İsrail Terörüne Sağduyulu İsrailliler de Karşı
Kendilerine 'yeni tarihçiler' adını veren bir grup Yahudi akademisyen ise, 80'li yılların başından bu yana İsrail devlet politikasının üzerine kurulu olduğu sözde 'kutsal yalanları' dile getirmekte ve bu yalanlarla ilgili gerçekleri açıklamaktadır. Benny Morris, Ilan Pappe, Avi Shlaim, Tom Segev, Baruch Kimmerling, Simha Flappan ve Joel Miqdal gibi akademisyenlerin oluşturduğu bu grup, Siyonist düşünceye sahip Yahudilerden de tepki görmektedir. Arapların Yahudilerden aşağı bir ırk oldukları, İsrail'in düşmanlarla çevrili bir bölgede ayakta kalmaya çalışan küçük bir ülke olduğu, Filistinlilerin İsrail’i yok etmek isteyen teröristler olduğu ve bu gözü dönmüş teröristlerin her türlü müdaheleyi hak ettikleri gibi sözde 'kutsal yalanlar', bu kişilerin yıllardır eleştirdikleri konulardır. Örneğin yeni tarihçilerin en önemli isimlerinden Tom Segev "Bizim gerçek bir tarihimiz yok, sadece mitolojimiz var" şeklindeki sözleriyle İsrail Devleti tarafından oluşturulan tarihe bakış açısını ortaya koymaktadır.(1) Eskiden sadece İslam dünyası tarafından dile getirilen bu haklı eleştiriler, bugün tarihi tarafsız olarak değerlendiren pek çok Yahudi ve Hıristiyan akademisyen tarafından da yüksek sesle ifade edilmektedir.

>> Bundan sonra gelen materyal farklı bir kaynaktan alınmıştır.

//! # Validation Module
//!
//! Input validation utilities for Tally.
//!
//! ## Validation Strategy
//! ```text
//! ┌─────────────────────────────────────────────────────────────────────────┐
//! │                      Validation Layers                                  │
//! │                                                                         │
//! │  Layer 1: Request decoding (serde)                                     │
//! │  ├── Closed enums: unknown directions / ref types never decode         │
//! │  └── Decimal parsing                                                   │
//! │           │                                                             │
//! │           ▼                                                             │
//! │  Layer 2: THIS MODULE (business rules)                                 │
//! │  ├── quantity > 0, money >= 0                                          │
//! │  └── codes and references present and bounded                         │
//! │           │                                                             │
//! │           ▼                                                             │
//! │  Layer 3: Database (SQLite)                                            │
//! │  ├── CHECK (stock >= 0)                                                │
//! │  └── Append-only triggers on stock_cards                               │
//! └─────────────────────────────────────────────────────────────────────────┘
//! ```
//!
//! ## Usage
//! ```rust
//! use tally_core::validation::{validate_product_code, validate_stock_quantity};
//!
//! validate_product_code("KOPI-250").unwrap();
//! validate_stock_quantity(5).unwrap();
//! assert!(validate_stock_quantity(0).is_err());
//! ```

use rust_decimal::Decimal;

use crate::error::ValidationError;
use crate::money::Money;
use crate::types::{Percentage, ProductStock, StockMovement};
use crate::MAX_CODE_LENGTH;

/// Result type for validation operations.
pub type ValidationResult<T> = Result<T, ValidationError>;

// =============================================================================
// String Validators
// =============================================================================

/// Validates a product code (business key).
///
/// ## Rules
/// - Must not be empty
/// - At most [`MAX_CODE_LENGTH`] characters
/// - Only alphanumeric characters, hyphens, underscores, dots
///
/// ## Example
/// ```rust
/// use tally_core::validation::validate_product_code;
///
/// assert!(validate_product_code("KOPI-250").is_ok());
/// assert!(validate_product_code("").is_err());
/// assert!(validate_product_code("A".repeat(100).as_str()).is_err());
/// ```
pub fn validate_product_code(code: &str) -> ValidationResult<()> {
    let code = code.trim();

    if code.is_empty() {
        return Err(ValidationError::Required {
            field: "code".to_string(),
        });
    }

    if code.chars().count() > MAX_CODE_LENGTH {
        return Err(ValidationError::TooLong {
            field: "code".to_string(),
            max: MAX_CODE_LENGTH,
        });
    }

    if !code
        .chars()
        .all(|c| c.is_alphanumeric() || c == '-' || c == '_' || c == '.')
    {
        return Err(ValidationError::InvalidFormat {
            field: "code".to_string(),
            reason: "must contain only letters, numbers, hyphens, underscores and dots"
                .to_string(),
        });
    }

    Ok(())
}

/// Validates a product name.
///
/// ## Rules
/// - Must not be empty
/// - At most 200 characters
pub fn validate_product_name(name: &str) -> ValidationResult<()> {
    let name = name.trim();

    if name.is_empty() {
        return Err(ValidationError::Required {
            field: "name".to_string(),
        });
    }

    if name.chars().count() > 200 {
        return Err(ValidationError::TooLong {
            field: "name".to_string(),
            max: 200,
        });
    }

    Ok(())
}

/// Validates an identifier or document reference: present and bounded.
///
/// `field` names the offending input in the error.
pub fn validate_reference(field: &str, value: &str) -> ValidationResult<()> {
    let value = value.trim();

    if value.is_empty() {
        return Err(ValidationError::Required {
            field: field.to_string(),
        });
    }

    if value.chars().count() > MAX_CODE_LENGTH {
        return Err(ValidationError::TooLong {
            field: field.to_string(),
            max: MAX_CODE_LENGTH,
        });
    }

    Ok(())
}

// =============================================================================
// Numeric Validators
// =============================================================================

/// Validates an order line quantity (fractional allowed, must be > 0).
pub fn validate_order_quantity(quantity: Decimal) -> ValidationResult<()> {
    if quantity <= Decimal::ZERO {
        return Err(ValidationError::must_be_positive("quantity"));
    }
    Ok(())
}

/// Validates a stock movement quantity (whole units, must be > 0).
///
/// ## Example
/// ```rust
/// use tally_core::validation::validate_stock_quantity;
///
/// assert!(validate_stock_quantity(1).is_ok());
/// assert!(validate_stock_quantity(0).is_err());
/// assert!(validate_stock_quantity(-3).is_err());
/// ```
pub fn validate_stock_quantity(quantity: i64) -> ValidationResult<()> {
    if quantity <= 0 {
        return Err(ValidationError::must_be_positive("quantity"));
    }
    Ok(())
}

/// Validates that a monetary input is zero or greater.
pub fn validate_non_negative(field: &str, amount: Money) -> ValidationResult<()> {
    if amount.is_negative() {
        return Err(ValidationError::must_not_be_negative(field));
    }
    Ok(())
}

/// Validates that a percentage rate is zero or greater.
///
/// Rates above 100 are allowed; a 150% VAT is unusual but not wrong.
pub fn validate_rate(field: &str, rate: Percentage) -> ValidationResult<()> {
    if rate.is_negative() {
        return Err(ValidationError::must_not_be_negative(field));
    }
    Ok(())
}

// =============================================================================
// Composite Validators
// =============================================================================

/// Validates a stock movement before it reaches the ledger.
///
/// ## Rules
/// - `product_id` and `ref_code` present
/// - `quantity > 0`
/// - `unit_cost >= 0` whenever supplied, in either direction
pub fn validate_movement(movement: &StockMovement) -> ValidationResult<()> {
    validate_reference("product_id", &movement.product_id)?;
    validate_stock_quantity(movement.quantity)?;
    validate_reference("ref_code", &movement.ref_code)?;

    if let Some(cost) = movement.unit_cost {
        validate_non_negative("unit_cost", cost)?;
    }

    Ok(())
}

/// Validates a product record before it is registered.
pub fn validate_product(product: &ProductStock) -> ValidationResult<()> {
    validate_reference("id", &product.id)?;
    validate_product_code(&product.code)?;
    validate_product_name(&product.name)?;

    if product.stock < 0 {
        return Err(ValidationError::must_not_be_negative("stock"));
    }
    validate_non_negative("cost_price", product.cost_price)
}

// =============================================================================
// Unit Tests
// =============================================================================
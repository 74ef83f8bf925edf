//! # Inventory Store Contract
//!
//! The storage seam under [`crate::InventoryLedger`].
//!
//! ## Contract
//! ```text
//! ┌─────────────────────────────────────────────────────────────────────────┐
//! │  A batch must update product balances AND append stock card rows in   │
//! │  one atomic step. Both therefore live behind one store:                │
//! │                                                                         │
//! │  InventoryStore                                                        │
//! │  ├── read_product(id)          → product + version                     │
//! │  ├── insert_product(product)   → catalog stand-in                      │
//! │  ├── commit_movements(commit)  → CAS every version, append every row   │
//! │  │                               all-or-nothing                        │
//! │  └── stock_card(id, range)     → rows in insertion order               │
//! │                                                                         │
//! │  Adapters: SqliteInventoryStore (sqlx)  MemoryInventoryStore (tests)   │
//! └─────────────────────────────────────────────────────────────────────────┘
//! ```
//!
//! ## Optimistic Concurrency
//! Every product row carries a `version`. `commit_movements` succeeds only
//! if every touched product still has the version the batch read; otherwise
//! it changes nothing and returns [`DbError::Conflict`].

pub mod memory;
pub mod sqlite;

use async_trait::async_trait;
use tally_core::{Money, ProductStock, StockCardEntry, TimeRange};

use crate::error::DbResult;

pub use memory::MemoryInventoryStore;
pub use sqlite::SqliteInventoryStore;

/// A product as read from the store, with its concurrency token.
#[derive(Debug, Clone, PartialEq, Eq)]
pub struct VersionedProduct {
    pub product: ProductStock,
    pub version: i64,
}

/// New balance for one product, guarded by the version it was computed from.
#[derive(Debug, Clone, PartialEq, Eq)]
pub struct BalanceUpdate {
    pub product_id: String,
    pub expected_version: i64,
    pub stock: i64,
    pub cost_price: Money,
}

/// Everything one ledger batch writes.
#[derive(Debug, Clone, Default, PartialEq, Eq)]
pub struct MovementCommit {
    pub balances: Vec<BalanceUpdate>,
    /// In caller order.
    pub entries: Vec<StockCardEntry>,
}

/// Persistence for product balances and their stock cards.
#[async_trait]
pub trait InventoryStore: Send + Sync {
    /// Reads a product and its version. `Ok(None)` if it does not exist.
    async fn read_product(&self, product_id: &str) -> DbResult<Option<VersionedProduct>>;

    /// Inserts a new product at version 0.
    ///
    /// Fails with [`crate::DbError::UniqueViolation`] on a duplicate id or code.
    async fn insert_product(&self, product: &ProductStock) -> DbResult<()>;

    /// Applies every balance update and appends every entry, or nothing.
    ///
    /// ## Returns
    /// * `Ok(())` - all changes visible, each touched version incremented
    /// * `Err(DbError::Conflict)` - a version moved since it was read
    /// * `Err(_)` - storage failure; nothing was written
    async fn commit_movements(&self, commit: &MovementCommit) -> DbResult<()>;

    /// Stock card rows of a product in insertion order, filtered by `range`.
    async fn stock_card(&self, product_id: &str, range: TimeRange)
        -> DbResult<Vec<StockCardEntry>>;
}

Siyonizmi 19. yüzyılın ırkçılığa dayalı sömürgeci ideolojilerinden biri olarak gören ve Siyonist ideolojinin neden olduğu vahşetin izlerine şahit olan bu kişiler, 'İsrail'in kendisini yok etmek isteyen düşmanlarla çevrili, küçük ve yalnız bir ülke' olduğu efsanesinin hiçbir gerçeklik payı içermediğini dile getirmektedirler. Nitekim İsrail bugüne kadar uygulamaları ile pasif ve sadece kendisini savunmaya çalışan küçük bir ülke değil, son derece saldırgan ve baskıcı politikalar izleyen işgalci ve şiddet yanlısı bir devlet olduğunu ispatlamıştır.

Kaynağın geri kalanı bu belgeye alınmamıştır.